- PROBLEM TO SOLVE: Your job is to return every line in the data holding the string "Deserialize".

- THE INPUT:

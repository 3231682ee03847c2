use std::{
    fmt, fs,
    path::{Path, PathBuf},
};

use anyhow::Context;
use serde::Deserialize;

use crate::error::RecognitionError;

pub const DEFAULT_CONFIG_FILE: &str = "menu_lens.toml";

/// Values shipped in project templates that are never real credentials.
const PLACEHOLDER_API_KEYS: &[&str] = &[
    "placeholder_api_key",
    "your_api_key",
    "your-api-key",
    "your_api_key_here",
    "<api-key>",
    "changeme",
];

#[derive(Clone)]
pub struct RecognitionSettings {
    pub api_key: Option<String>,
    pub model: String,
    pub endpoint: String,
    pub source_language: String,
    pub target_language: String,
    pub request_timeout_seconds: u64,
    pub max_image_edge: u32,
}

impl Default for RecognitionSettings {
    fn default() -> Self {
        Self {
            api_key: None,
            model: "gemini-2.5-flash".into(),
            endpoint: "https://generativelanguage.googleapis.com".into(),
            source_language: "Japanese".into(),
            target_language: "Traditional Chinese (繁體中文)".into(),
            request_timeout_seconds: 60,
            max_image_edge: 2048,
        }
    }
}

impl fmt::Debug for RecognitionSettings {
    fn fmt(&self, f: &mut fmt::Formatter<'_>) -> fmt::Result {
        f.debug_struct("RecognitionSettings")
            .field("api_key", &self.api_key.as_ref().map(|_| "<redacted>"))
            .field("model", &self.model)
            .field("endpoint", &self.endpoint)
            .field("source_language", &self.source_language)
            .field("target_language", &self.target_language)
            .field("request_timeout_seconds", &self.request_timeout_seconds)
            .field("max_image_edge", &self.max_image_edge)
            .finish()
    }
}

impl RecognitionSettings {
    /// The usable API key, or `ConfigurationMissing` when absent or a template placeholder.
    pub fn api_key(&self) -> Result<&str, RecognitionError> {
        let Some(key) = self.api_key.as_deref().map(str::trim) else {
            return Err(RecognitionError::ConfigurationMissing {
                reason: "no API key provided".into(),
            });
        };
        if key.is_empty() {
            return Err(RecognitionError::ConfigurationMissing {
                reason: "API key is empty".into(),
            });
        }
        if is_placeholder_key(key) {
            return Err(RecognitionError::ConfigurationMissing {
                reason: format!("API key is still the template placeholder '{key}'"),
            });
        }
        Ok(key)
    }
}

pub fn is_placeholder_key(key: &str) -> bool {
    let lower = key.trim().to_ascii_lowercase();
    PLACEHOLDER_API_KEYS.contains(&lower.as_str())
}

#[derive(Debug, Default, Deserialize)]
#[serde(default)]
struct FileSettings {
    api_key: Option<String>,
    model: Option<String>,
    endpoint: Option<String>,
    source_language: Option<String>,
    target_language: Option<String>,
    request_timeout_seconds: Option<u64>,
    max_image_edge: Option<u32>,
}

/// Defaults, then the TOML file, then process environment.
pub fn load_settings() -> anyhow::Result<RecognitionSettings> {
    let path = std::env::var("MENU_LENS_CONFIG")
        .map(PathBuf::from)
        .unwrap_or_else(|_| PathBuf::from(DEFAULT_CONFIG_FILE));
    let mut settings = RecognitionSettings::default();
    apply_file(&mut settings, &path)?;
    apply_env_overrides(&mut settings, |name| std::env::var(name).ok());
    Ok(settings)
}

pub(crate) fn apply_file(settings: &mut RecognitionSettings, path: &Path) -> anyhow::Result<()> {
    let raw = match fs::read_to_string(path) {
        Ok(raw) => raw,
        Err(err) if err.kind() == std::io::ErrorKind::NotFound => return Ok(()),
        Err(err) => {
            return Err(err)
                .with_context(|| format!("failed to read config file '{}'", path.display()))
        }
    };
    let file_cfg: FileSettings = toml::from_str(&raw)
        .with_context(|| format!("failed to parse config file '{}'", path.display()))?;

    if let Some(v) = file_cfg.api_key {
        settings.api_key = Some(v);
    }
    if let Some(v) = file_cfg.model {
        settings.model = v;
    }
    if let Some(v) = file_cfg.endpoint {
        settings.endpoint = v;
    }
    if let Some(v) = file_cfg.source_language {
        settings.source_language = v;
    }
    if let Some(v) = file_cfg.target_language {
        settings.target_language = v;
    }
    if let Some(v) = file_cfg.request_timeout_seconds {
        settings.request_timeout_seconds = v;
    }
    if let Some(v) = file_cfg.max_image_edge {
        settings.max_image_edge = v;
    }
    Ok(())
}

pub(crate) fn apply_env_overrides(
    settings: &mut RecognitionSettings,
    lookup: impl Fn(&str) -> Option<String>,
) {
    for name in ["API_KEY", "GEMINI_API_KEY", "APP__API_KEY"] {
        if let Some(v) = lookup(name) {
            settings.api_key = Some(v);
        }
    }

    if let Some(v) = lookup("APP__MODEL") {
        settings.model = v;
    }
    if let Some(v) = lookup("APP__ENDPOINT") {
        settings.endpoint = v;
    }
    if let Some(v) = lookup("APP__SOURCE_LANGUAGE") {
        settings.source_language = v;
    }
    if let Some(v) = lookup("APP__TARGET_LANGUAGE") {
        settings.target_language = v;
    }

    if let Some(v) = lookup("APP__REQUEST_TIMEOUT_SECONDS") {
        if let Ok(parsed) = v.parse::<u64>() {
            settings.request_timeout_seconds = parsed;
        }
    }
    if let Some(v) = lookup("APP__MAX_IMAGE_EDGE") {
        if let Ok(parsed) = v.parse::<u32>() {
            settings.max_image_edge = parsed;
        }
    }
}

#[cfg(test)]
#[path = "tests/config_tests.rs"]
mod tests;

- YOUR SOLUTION:
use serde::Deserialize;
#[derive(Debug, Default, Deserialize)]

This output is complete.